WHAT YOU ARE ASKED TO DO
Each entry in the listing below should be returned precisely as it is.
^^^^^^^^
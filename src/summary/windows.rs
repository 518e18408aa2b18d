use regex::Regex;
use serde::{Deserialize, Serialize};

use super::SummaryError;

/// Windowing parameters for the chunked summarizer.
///
/// Windows are measured in characters; `overlap` must be strictly less than
/// `chunk_size` so consecutive windows always make progress.
#[derive(Debug, Clone, Copy, Serialize, Deserialize)]
pub struct WindowConfig {
    /// Window length in characters
    pub chunk_size: usize,
    /// Characters shared between a window and its successor
    pub overlap: usize,
}

impl Default for WindowConfig {
    fn default() -> Self {
        Self {
            chunk_size: 2500,
            overlap: 200,
        }
    }
}

impl WindowConfig {
    /// Validate the configuration.
    ///
    /// Called before any generation work is dispatched so an invalid config
    /// never costs a single external call.
    pub fn validate(&self) -> Result<(), SummaryError> {
        if self.chunk_size == 0 {
            return Err(SummaryError::InvalidConfig(
                "chunk_size must be positive".to_string(),
            ));
        }
        if self.overlap >= self.chunk_size {
            return Err(SummaryError::InvalidConfig(format!(
                "overlap ({}) must be strictly less than chunk_size ({})",
                self.overlap, self.chunk_size
            )));
        }
        Ok(())
    }

    /// Characters between the starts of consecutive windows
    pub fn step(&self) -> usize {
        self.chunk_size - self.overlap
    }
}

/// Collapses runs of 2+ newlines to exactly two and trims the ends.
pub fn normalize_text(text: &str) -> String {
    let blank_runs = Regex::new(r"\n{2,}").unwrap();
    blank_runs.replace_all(text, "\n\n").trim().to_string()
}

/// Splits text into overlapping character windows.
///
/// The first window covers characters `[0, chunk_size)`; each subsequent
/// window starts exactly `chunk_size - overlap` characters after its
/// predecessor. The last window is the one that reaches the end of the text,
/// so for a text of L chars the count is
/// `ceil(max(L - overlap, 0) / (chunk_size - overlap))`, with any non-empty
/// text no longer than `chunk_size` yielding exactly one window.
///
/// Windows are sliced on char boundaries, never mid-codepoint.
pub fn split_windows(text: &str, config: &WindowConfig) -> Vec<String> {
    if text.is_empty() {
        return Vec::new();
    }

    // Byte offset of every char boundary, plus the end of the text
    let mut offsets: Vec<usize> = text.char_indices().map(|(i, _)| i).collect();
    offsets.push(text.len());
    let char_count = offsets.len() - 1;

    let mut windows = Vec::new();
    let mut start = 0;
    loop {
        let end = (start + config.chunk_size).min(char_count);
        windows.push(text[offsets[start]..offsets[end]].to_string());
        if end == char_count {
            break;
        }
        start += config.step();
    }

    windows
}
^^^^^^^^
ANSWER BOX
filename src/summary/windows.rs
repository 518e18408aa2b18d
use regex::Regex;
use serde::{Deserialize, Serialize};

use super::SummaryError;

/// Windowing parameters for the chunked summarizer.
///
/// Windows are measured in characters; `overlap` must be strictly less than
/// `chunk_size` so consecutive windows always make progress.
#[derive(Debug, Clone, Copy, Serialize, Deserialize)]
pub struct WindowConfig {
    /// Window length in characters
    pub chunk_size: usize,
    /// Characters shared between a window and its successor
    pub overlap: usize,
}

impl Default for WindowConfig {
    fn default() -> Self {
        Self {
            chunk_size: 2500,
            overlap: 200,
        }
    }
}

impl WindowConfig {
    /// Validate the configuration.
    ///
    /// Called before any generation work is dispatched so an invalid config
    /// never costs a single external call.
    pub fn validate(&self) -> Result<(), SummaryError> {
        if self.chunk_size == 0 {
            return Err(SummaryError::InvalidConfig(
                "chunk_size must be positive".to_string(),
            ));
        }
        if self.overlap >= self.chunk_size {
            return Err(SummaryError::InvalidConfig(format!(
                "overlap ({}) must be strictly less than chunk_size ({})",
                self.overlap, self.chunk_size
            )));
        }
        Ok(())
    }

    /// Characters between the starts of consecutive windows
    pub fn step(&self) -> usize {
        self.chunk_size - self.overlap
    }
}

/// Collapses runs of 2+ newlines to exactly two and trims the ends.
pub fn normalize_text(text: &str) -> String {
    let blank_runs = Regex::new(r"\n{2,}").unwrap();
    blank_runs.replace_all(text, "\n\n").trim().to_string()
}

/// Splits text into overlapping character windows.
///
/// The first window covers characters `[0, chunk_size)`; each subsequent
/// window starts exactly `chunk_size - overlap` characters after its
/// predecessor. The last window is the one that reaches the end of the text,
/// so for a text of L chars the count is
/// `ceil(max(L - overlap, 0) / (chunk_size - overlap))`, with any non-empty
/// text no longer than `chunk_size` yielding exactly one window.
///
/// Windows are sliced on char boundaries, never mid-codepoint.
pub fn split_windows(text: &str, config: &WindowConfig) -> Vec<String> {
    if text.is_empty() {
        return Vec::new();
    }

    // Byte offset of every char boundary, plus the end of the text
    let mut offsets: Vec<usize> = text.char_indices().map(|(i, _)| i).collect();
    offsets.push(text.len());
    let char_count = offsets.len() - 1;

    let mut windows = Vec::new();
    let mut start = 0;
    loop {
        let end = (start + config.chunk_size).min(char_count);
        windows.push(text[offsets[start]..offsets[end]].to_string());
        if end == char_count {
            break;
        }
        start += config.step();
    }

    windows
}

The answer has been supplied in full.